• **What the task asks**
Report back every line from the entries below in which the word "entered" occurs.

--- START ---

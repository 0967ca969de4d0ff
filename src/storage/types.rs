//! Core data types persisted by the FarmLink state store
//!
//! This module defines the records kept in the three store slots:
//! - `User`: the signed-in shopper (email only)
//! - `CartItem` and `Price`: products added to the cart
//! - `Order` and `OrderStatus`: placed orders in the history

use chrono::{DateTime, Days, NaiveDate, Utc};
use regex::Regex;
use rust_decimal::Decimal;
use serde::{Deserialize, Serialize};
use std::fmt;
use std::str::FromStr;
use std::sync::OnceLock;
use thiserror::Error;

/// The signed-in shopper
///
/// Login is trust-on-submit: there is no password or session token.
#[derive(Debug, Clone, Serialize, Deserialize, PartialEq, Eq)]
pub struct User {
    pub email: String,
}

impl User {
    pub fn new(email: impl Into<String>) -> Self {
        Self {
            email: email.into(),
        }
    }

    /// Name shown in the navbar greeting: the part of the email before `@`
    pub fn display_name(&self) -> &str {
        self.email.split('@').next().unwrap_or_default()
    }
}

/// Errors produced when parsing a display price string
#[derive(Error, Debug, Clone, PartialEq, Eq)]
pub enum PriceError {
    #[error("Price is empty")]
    Empty,

    #[error("Unrecognized price format: {0:?}")]
    Malformed(String),

    #[error("Invalid price amount: {0}")]
    Amount(String),
}

/// A product price such as `₹120 / kg`
///
/// Parsed once from its display form when a product enters the system.
/// The amount is an exact decimal, so summing prices never drifts.
/// The display text is kept as entered and is what gets serialized, so a
/// stored price reads back unchanged.
#[derive(Debug, Clone, PartialEq, Eq, Serialize, Deserialize)]
#[serde(try_from = "String", into = "String")]
pub struct Price {
    currency: String,
    amount: Decimal,
    unit: Option<String>,
    text: String,
}

fn price_pattern() -> &'static Regex {
    static PATTERN: OnceLock<Regex> = OnceLock::new();
    PATTERN.get_or_init(|| {
        Regex::new(
            r"^(?P<currency>[^\d\-]*?)\s*(?P<amount>\d{1,3}(?:,\d{3})+(?:\.\d+)?|\d+(?:\.\d+)?|\.\d+)\s*(?:/\s*(?P<unit>\S.*?))?\s*$",
        )
        .expect("price pattern compiles")
    })
}

/// Canonical display text for a price built from parts
///
/// A currency ending in a letter, digit or `.` is followed by a space so the
/// amount reads back as written (`Rs. 75`, not `Rs.75`).
fn render(currency: &str, amount: Decimal, unit: Option<&str>) -> String {
    let mut text = currency.to_string();
    if currency
        .chars()
        .last()
        .is_some_and(|c| c.is_alphanumeric() || c == '.')
    {
        text.push(' ');
    }
    text.push_str(&amount.to_string());
    if let Some(unit) = unit {
        text.push_str(" / ");
        text.push_str(unit);
    }
    text
}

impl Price {
    pub fn new(currency: impl Into<String>, amount: Decimal) -> Self {
        let currency = currency.into();
        let text = render(&currency, amount, None);
        Self {
            currency,
            amount,
            unit: None,
            text,
        }
    }

    /// Builder method: set the selling unit
    pub fn per(mut self, unit: impl Into<String>) -> Self {
        let unit = unit.into();
        self.text = render(&self.currency, self.amount, Some(&unit));
        self.unit = Some(unit);
        self
    }

    /// Currency symbol or code written before the amount (may be empty)
    pub fn currency(&self) -> &str {
        &self.currency
    }

    /// Non-negative amount
    pub fn amount(&self) -> Decimal {
        self.amount
    }

    /// Selling unit written after `/`, e.g. `kg`, `250g`, `dozen`
    pub fn unit(&self) -> Option<&str> {
        self.unit.as_deref()
    }

    /// Display text, as entered
    pub fn as_str(&self) -> &str {
        &self.text
    }
}

impl FromStr for Price {
    type Err = PriceError;

    fn from_str(s: &str) -> Result<Self, Self::Err> {
        let s = s.trim();
        if s.is_empty() {
            return Err(PriceError::Empty);
        }

        let caps = price_pattern()
            .captures(s)
            .ok_or_else(|| PriceError::Malformed(s.to_string()))?;

        let raw_amount = caps["amount"].replace(',', "");
        let raw_amount = if raw_amount.starts_with('.') {
            format!("0{}", raw_amount)
        } else {
            raw_amount
        };
        let amount = Decimal::from_str(&raw_amount)
            .map_err(|e| PriceError::Amount(format!("{}: {}", raw_amount, e)))?;

        Ok(Self {
            currency: caps["currency"].trim().to_string(),
            amount,
            unit: caps.name("unit").map(|m| m.as_str().trim().to_string()),
            text: s.to_string(),
        })
    }
}

impl TryFrom<String> for Price {
    type Error = PriceError;

    fn try_from(value: String) -> Result<Self, Self::Error> {
        value.parse()
    }
}

impl From<Price> for String {
    fn from(price: Price) -> Self {
        price.text
    }
}

impl fmt::Display for Price {
    fn fmt(&self, f: &mut fmt::Formatter<'_>) -> fmt::Result {
        f.write_str(&self.text)
    }
}

/// A product line in the cart
///
/// Identity is `name`; it is not unique, and removal by name drops every
/// entry that shares it.
#[derive(Debug, Clone, Serialize, Deserialize, PartialEq, Eq)]
pub struct CartItem {
    pub name: String,
    pub price: Price,
    /// Image URL
    pub image: String,
}

impl CartItem {
    pub fn new(name: impl Into<String>, price: Price, image: impl Into<String>) -> Self {
        Self {
            name: name.into(),
            price,
            image: image.into(),
        }
    }
}

/// Fulfilment status of an order
///
/// Orders are created as `Processing` and never transition.
#[derive(Debug, Clone, Copy, Serialize, Deserialize, PartialEq, Eq, Default)]
pub enum OrderStatus {
    #[default]
    Processing,
}

impl fmt::Display for OrderStatus {
    fn fmt(&self, f: &mut fmt::Formatter<'_>) -> fmt::Result {
        match self {
            OrderStatus::Processing => write!(f, "Processing"),
        }
    }
}

/// A calendar date on an order
///
/// New orders carry a `YYYY-MM-DD` date. Histories written by earlier
/// clients hold locale-formatted text such as `10/16/2026`; that text is kept
/// verbatim so those orders survive a rewrite of the slot.
#[derive(Debug, Clone, Serialize, Deserialize, PartialEq, Eq)]
#[serde(untagged)]
pub enum OrderDate {
    Date(NaiveDate),
    Text(String),
}

impl OrderDate {
    /// The parsed date, if this is not free-form text
    pub fn as_date(&self) -> Option<NaiveDate> {
        match self {
            OrderDate::Date(date) => Some(*date),
            OrderDate::Text(_) => None,
        }
    }
}

impl From<NaiveDate> for OrderDate {
    fn from(date: NaiveDate) -> Self {
        OrderDate::Date(date)
    }
}

impl fmt::Display for OrderDate {
    fn fmt(&self, f: &mut fmt::Formatter<'_>) -> fmt::Result {
        match self {
            OrderDate::Date(date) => write!(f, "{}", date),
            OrderDate::Text(text) => f.write_str(text),
        }
    }
}

/// A placed order, immutable once created
#[derive(Debug, Clone, Serialize, Deserialize, PartialEq, Eq)]
#[serde(rename_all = "camelCase")]
pub struct Order {
    /// Prefix followed by the placement time in Unix milliseconds
    pub order_id: String,
    /// Calendar date (UTC) the order was placed
    pub date: OrderDate,
    /// Snapshot of the cart at checkout
    pub items: Vec<CartItem>,
    pub status: OrderStatus,
    pub delivery_estimate: OrderDate,
}

impl Order {
    /// Build an order placed at `placed_at` from a cart snapshot
    ///
    /// A delivery estimate past the end of the calendar clamps to the last
    /// representable date.
    pub fn new(
        id_prefix: &str,
        placed_at: DateTime<Utc>,
        items: Vec<CartItem>,
        delivery_days: u32,
    ) -> Self {
        let date = placed_at.date_naive();
        let delivery = date
            .checked_add_days(Days::new(u64::from(delivery_days)))
            .unwrap_or(NaiveDate::MAX);
        Self {
            order_id: format!("{}{}", id_prefix, placed_at.timestamp_millis()),
            date: date.into(),
            items,
            status: OrderStatus::Processing,
            delivery_estimate: delivery.into(),
        }
    }
}

#[cfg(test)]
mod tests {
    use super::*;
    use chrono::TimeZone;

    #[test]
    fn test_user_display_name() {
        assert_eq!(User::new("asha@farm.example").display_name(), "asha");
        assert_eq!(User::new("no-at-sign").display_name(), "no-at-sign");
        assert_eq!(User::new("@host").display_name(), "");
    }

    #[test]
    fn test_price_parsing() {
        let price: Price = "₹120 / kg".parse().unwrap();
        assert_eq!(price.currency(), "₹");
        assert_eq!(price.amount(), Decimal::from(120));
        assert_eq!(price.unit(), Some("kg"));

        let price: Price = "$4.99 / lb".parse().unwrap();
        assert_eq!(price.currency(), "$");
        assert_eq!(price.amount(), Decimal::from_str("4.99").unwrap());

        let price: Price = "₹250 / 250g".parse().unwrap();
        assert_eq!(price.amount(), Decimal::from(250));
        assert_eq!(price.unit(), Some("250g"));

        let price: Price = "  Rs. 75  ".parse().unwrap();
        assert_eq!(price.currency(), "Rs.");
        assert_eq!(price.amount(), Decimal::from(75));
        assert_eq!(price.unit(), None);

        let price: Price = "$.50/each".parse().unwrap();
        assert_eq!(price.amount(), Decimal::from_str("0.50").unwrap());
        assert_eq!(price.unit(), Some("each"));
    }

    #[test]
    fn test_price_thousands_separator() {
        let price: Price = "₹1,200 / kg".parse().unwrap();
        assert_eq!(price.amount(), Decimal::from(1200));
        assert_eq!(price.to_string(), "₹1,200 / kg");

        let price: Price = "$12,345.67".parse().unwrap();
        assert_eq!(price.amount(), Decimal::from_str("12345.67").unwrap());
    }

    #[test]
    fn test_price_display_reparses() {
        let inputs = [
            "₹120 / kg",
            "$4.99 / lb",
            "₹250 / 250g",
            "Rs. 75",
            "$.50/each",
            "₹1,200 / kg",
            "$12,345.67",
            "42",
        ];
        for input in inputs {
            let price: Price = input.parse().unwrap();
            let reparsed: Price = price.to_string().parse().unwrap();
            assert_eq!(reparsed, price, "{input}");
            assert_eq!(reparsed.amount(), price.amount(), "{input}");
        }
    }

    #[test]
    fn test_price_json_keeps_text() {
        let item = CartItem::new("Herbs", "Rs. 75".parse().unwrap(), "herbs.jpg");
        let json = serde_json::to_string(&item).unwrap();
        assert!(json.contains(r#""price":"Rs. 75""#));

        let back: CartItem = serde_json::from_str(&json).unwrap();
        assert_eq!(back.price.amount(), Decimal::from(75));
        assert_eq!(back, item);
    }

    #[test]
    fn test_price_rejects_garbage() {
        assert_eq!("".parse::<Price>(), Err(PriceError::Empty));
        assert!(matches!("free".parse::<Price>(), Err(PriceError::Malformed(_))));
        assert!(matches!("$-4.00".parse::<Price>(), Err(PriceError::Malformed(_))));
        assert!(matches!("12,00 / kg".parse::<Price>(), Err(PriceError::Malformed(_))));
        assert!(matches!("$4 and $5".parse::<Price>(), Err(PriceError::Malformed(_))));
    }

    #[test]
    fn test_price_display() {
        let price = Price::new("$", Decimal::from_str("2.00").unwrap()).per("lb");
        assert_eq!(price.to_string(), "$2.00 / lb");
        assert_eq!(Price::new("", Decimal::from(3)).to_string(), "3");

        let price = Price::new("Rs.", Decimal::from(75));
        assert_eq!(price.to_string(), "Rs. 75");
        assert_eq!(price.to_string().parse::<Price>().unwrap(), price);
        assert_eq!(Price::new("USD", Decimal::from(5)).to_string(), "USD 5");
    }

    #[test]
    fn test_cart_item_json_layout() {
        let item = CartItem::new("Potato", "₹120 / kg".parse().unwrap(), "potato.webp");
        let json = serde_json::to_value(&item).unwrap();
        assert_eq!(
            json,
            serde_json::json!({"name": "Potato", "price": "₹120 / kg", "image": "potato.webp"})
        );

        let bad = r#"{"name": "Potato", "price": "ask us", "image": "potato.webp"}"#;
        assert!(serde_json::from_str::<CartItem>(bad).is_err());
    }

    #[test]
    fn test_order_creation() {
        let placed_at = Utc.with_ymd_and_hms(2026, 12, 29, 10, 30, 0).unwrap();
        let items = vec![CartItem::new("Red Apples", "₹180 / kg".parse().unwrap(), "apples.jpg")];
        let order = Order::new("FM", placed_at, items.clone(), 5);

        assert_eq!(order.order_id, format!("FM{}", placed_at.timestamp_millis()));
        assert_eq!(order.date.as_date(), NaiveDate::from_ymd_opt(2026, 12, 29));
        assert_eq!(order.delivery_estimate.as_date(), NaiveDate::from_ymd_opt(2027, 1, 3));
        assert_eq!(order.status, OrderStatus::Processing);
        assert_eq!(order.items, items);
    }

    #[test]
    fn test_order_json_layout() {
        let placed_at = Utc.with_ymd_and_hms(2026, 10, 16, 8, 0, 0).unwrap();
        let order = Order::new("FM", placed_at, Vec::new(), 5);
        let json = serde_json::to_value(&order).unwrap();

        assert_eq!(json["date"], "2026-10-16");
        assert_eq!(json["deliveryEstimate"], "2026-10-21");
        assert_eq!(json["status"], "Processing");
        assert!(json["orderId"].as_str().unwrap().starts_with("FM"));
    }

    #[test]
    fn test_order_delivery_overflow_clamps() {
        let placed_at = Utc.with_ymd_and_hms(2026, 10, 16, 8, 0, 0).unwrap();
        let order = Order::new("FM", placed_at, Vec::new(), u32::MAX);
        assert_eq!(order.delivery_estimate.as_date(), Some(NaiveDate::MAX));
    }

    #[test]
    fn test_order_reads_locale_dates() {
        let raw = r#"{
            "orderId": "FM1760601600000",
            "date": "10/16/2026",
            "items": [{"name": "Potato", "price": "₹120 / kg", "image": "potato.webp"}],
            "status": "Processing",
            "deliveryEstimate": "10/21/2026"
        }"#;
        let order: Order = serde_json::from_str(raw).unwrap();
        assert_eq!(order.date, OrderDate::Text("10/16/2026".to_string()));
        assert_eq!(order.delivery_estimate.to_string(), "10/21/2026");

        let json = serde_json::to_value(&order).unwrap();
        assert_eq!(json["date"], "10/16/2026");
        assert_eq!(json["deliveryEstimate"], "10/21/2026");

        let iso: OrderDate = serde_json::from_str(r#""2026-10-16""#).unwrap();
        assert_eq!(iso.as_date(), NaiveDate::from_ymd_opt(2026, 10, 16));
    }
}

--- END ---

• **Worked solution**
/// The display text is kept as entered and is what gets serialized, so a
    /// Display text, as entered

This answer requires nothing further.